Siemens and RWE launched the VPP as a pilot project in 2008, and have since scaled it up in stages. Last year, RWE said it expected to expand the amount of power it could market from the system from about 20 megawatts of power in 2012 to up to 200 megawatts by 2015 -- a measure of what share of the VPP’s total megawatts on call can be mustered up to meet market demands at a price that makes it worthwhile.

The system is also built to manage intermittent wind and solar power across Germany, Bernd Koch, who leads the VPP project for Siemens, said in a Wednesday interview. Today’s mix includes about 30 percent to 35 percent wind and solar power, which can rise and fall according to the weather. Today’s VPP draws on wind farms and solar panels spread across Germany, which allows Siemens to predict and manage system-wide fluctuations with weather forecasting tools, he said -- but distributed systems require deeper and more complex data collection and analysis to predict, he noted.

Siemens is working on new projects that tie these more complex distributed energy systems into its overall architecture, in the form of its Decentralized Energy Management System (DEMS), he said. One example, at an as-yet-unnamed rural North Carolina utility, is aimed at “surgical” demand response, he said -- tapping particular end-loads to help particular feeder lines that face stress under peak power or other conditions.

The end goal, Zimmermann said, is to tie together the “two different worlds” of IT and OT, “to make them talk, one data model, end to end.” As for what that might look like, he offered a tantalizing hint, saying that an unnamed European utility customer has linked up the EnergyIP and Spectrum DMS sides of its system. That customer is now running 1 million simulated meters, with an eye on optimizing power forecasts, locating faults, and monitoring outage and power quality status, he said.

4) Siemens knows why this all matters to utilities.
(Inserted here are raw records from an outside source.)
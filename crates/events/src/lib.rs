//! Structured event stream for the dejavu cache.
//!
//! This crate provides the typed event schema and a broadcast-capable bus so
//! that multiple consumers (loggers, dashboards, tests) can observe a single
//! cache instance concurrently. The cache publishes every observable
//! transition - hits, misses, stores, promotions, evictions, expiries, and
//! periodic statistics snapshots - as a [`CacheEvent`].
//!
//! # Usage
//!
//! ```rust,no_run
//! use dejavu_events::{CacheEvent, CacheEventKind, EventBus};
//!
//! # async fn example() {
//! let bus = EventBus::new();
//! let sender = bus.sender().expect("bus is open");
//! let mut receiver = bus.subscribe();
//!
//! sender.emit(CacheEventKind::Cleared).ok();
//!
//! if let Some(event) = receiver.recv().await {
//!     println!("{}", event.kind.name());
//! }
//! # }
//! ```

pub mod bus;
pub mod event;

// Re-exports for convenience
pub use bus::{DEFAULT_BROADCAST_CAPACITY, EventBus, EventReceiver, EventSender, SendError};
pub use event::{CacheEvent, CacheEventKind, CacheStatistics, MatchKind, TierKind};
Zimmermann opened his Wednesday presentation with an audiovisual representation of the difference between the old (current) way of integrating smart grid projects and what Siemens wants to do. The first, a spaghetti graph of tangled interfaces and siloed systems, was accompanied by a discordant swell of music, while Siemens’ simple layered version was accompanied by a lovely clip of baroque music -- appropriate, he said, due to its adherence to strict mathematical forms.

But beyond making utility engineers’ lives less full of discord, streamlining present and future grid operations into a common architecture also, “in the end, is investment protection,” he said. Utilities face a lot of uncertainty over future integration challenges, as well as the risk of assets left stranded by the march of technological progress, or shifts in regulatory and economic issues beyond their control. “With all the other issues we have on our plate,” he said, “we cannot afford silos.”